Californie terre promise

(California)

L'histoire

A la fin des années 1840. John Trumbo (Ray Milland), déserteur de l’armée américaine, a été embauché par Michael Fabian (Barry Fitzgerald) pour guider son convoi de pionniers, des fermiers venus de l’Est et souhaitant s’installer en Californie pour y faire pousser des pieds de vigne. En route, ils rencontrent Lily Bishop (Barbara Stanwyck), une joueuse et femme "de mauvaise vie" chassée de la ville par les bigotes du coin. Malgré lui, John Trumbo est obligé d'accepter celle-ci dans le convoi ; leurs relations seront très tendues durant le voyage. Peu après, au milieu de leur parcours, on leur annonce que de l’or a été découvert en Californie ; ce sera désormais chacun pour soi et la caravane se disloque pour ne plus laisser que John et Michael. Arrivé à destination, John retrouve Lily qui est devenu propriétaire d’un saloon dans une ville sous la coupe d’un ex-trafiquant d’esclave, le Capitaine Pharaoh Coffin (George Coulouris) : « Une pelle me rapporte désormais plus qu’un noir. » Ce dernier a pour ambition pas moins que de gouverner la Californie et pour ce faire en prendre la tête par la force, s’opposant pour cette raison à son intégration en tant que nouvel Etat américain.

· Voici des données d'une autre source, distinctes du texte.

//! assetcache CLI entry point

use assetcache::cli::{Cli, Commands};
use assetcache::config::ConfigManager;
use assetcache::error::AssetCacheResult;
use assetcache::ui::{self, UiContext};
use clap::Parser;
use console::style;
use std::path::{Path, PathBuf};
use std::process::ExitCode;
use tracing::debug;
use tracing_subscriber::EnvFilter;

#[tokio::main]
async fn main() -> ExitCode {
    match run().await {
        Ok(()) => ExitCode::SUCCESS,
        Err(e) => {
            eprintln!("{} {}", style("Error:").red().bold(), e);
            if let Some(hint) = e.hint() {
                eprintln!("{} {}", style("Hint:").yellow(), hint);
            }
            ExitCode::FAILURE
        }
    }
}

async fn run() -> AssetCacheResult<()> {
    let cli = Cli::parse();

    let config_manager = match cli.config {
        Some(ref path) => ConfigManager::with_path(path.clone()),
        None => ConfigManager::new(),
    };

    // Config command works on the file itself, even an invalid one
    if let Commands::Config(args) = cli.command {
        init_tracing(cli.verbose, false);
        return assetcache::cli::commands::config(args, &config_manager).await;
    }

    let config = config_manager.load().await?;
    init_tracing(cli.verbose, config.general.log_format == "json");

    if UiContext::detect().use_fancy_output() {
        ui::init_theme();
    }

    let root = project_root(cli.root, config_manager.path());
    debug!("Project root: {}", root.display());

    match cli.command {
        Commands::Config(_) => unreachable!("Config handled above"),
        Commands::Build(args) => assetcache::cli::commands::build(args, &config, &root).await,
        Commands::Install(args) => assetcache::cli::commands::install(args, &config, &root).await,
        Commands::Fetch(args) => assetcache::cli::commands::fetch(args, &config, &root).await,
        Commands::Cache(args) => assetcache::cli::commands::cache(args, &config, &root).await,
        Commands::Routes(args) => assetcache::cli::commands::routes(args, &config).await,
        Commands::Tags(args) => assetcache::cli::commands::tags(args, &config, &root).await,
    }
}

/// 0 = warn, 1 = info, 2+ = debug. Logs go to stderr so command output can be piped.
fn init_tracing(verbose: u8, json: bool) {
    let filter = match verbose {
        0 => EnvFilter::new("assetcache=warn"),
        1 => EnvFilter::new("assetcache=info"),
        _ => EnvFilter::new("assetcache=debug"),
    };

    let builder = tracing_subscriber::fmt()
        .with_env_filter(filter)
        .with_target(false)
        .without_time()
        .with_writer(std::io::stderr);

    if json {
        builder.json().init();
    } else {
        builder.init();
    }
}

/// `--root`, else the config file's directory, else the working directory
fn project_root(root: Option<PathBuf>, config_path: &Path) -> PathBuf {
    if let Some(root) = root {
        return root;
    }
    match config_path.parent() {
        Some(parent) if !parent.as_os_str().is_empty() => parent.to_path_buf(),
        _ => PathBuf::from("."),
    }
}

Ruinée par John lors d’une partie de cartes, Lily décide de se faire épouser par le richissime Pharaoh. Dans le même temps, Michael Fabian accepte de se présenter aux élections en tant que candidat à l’union de la Californie aux USA ; John qui va le soutenir, se trouve donc du coup dans le camp adverse de celui de Lily qu’il a toujours secrètement aimée...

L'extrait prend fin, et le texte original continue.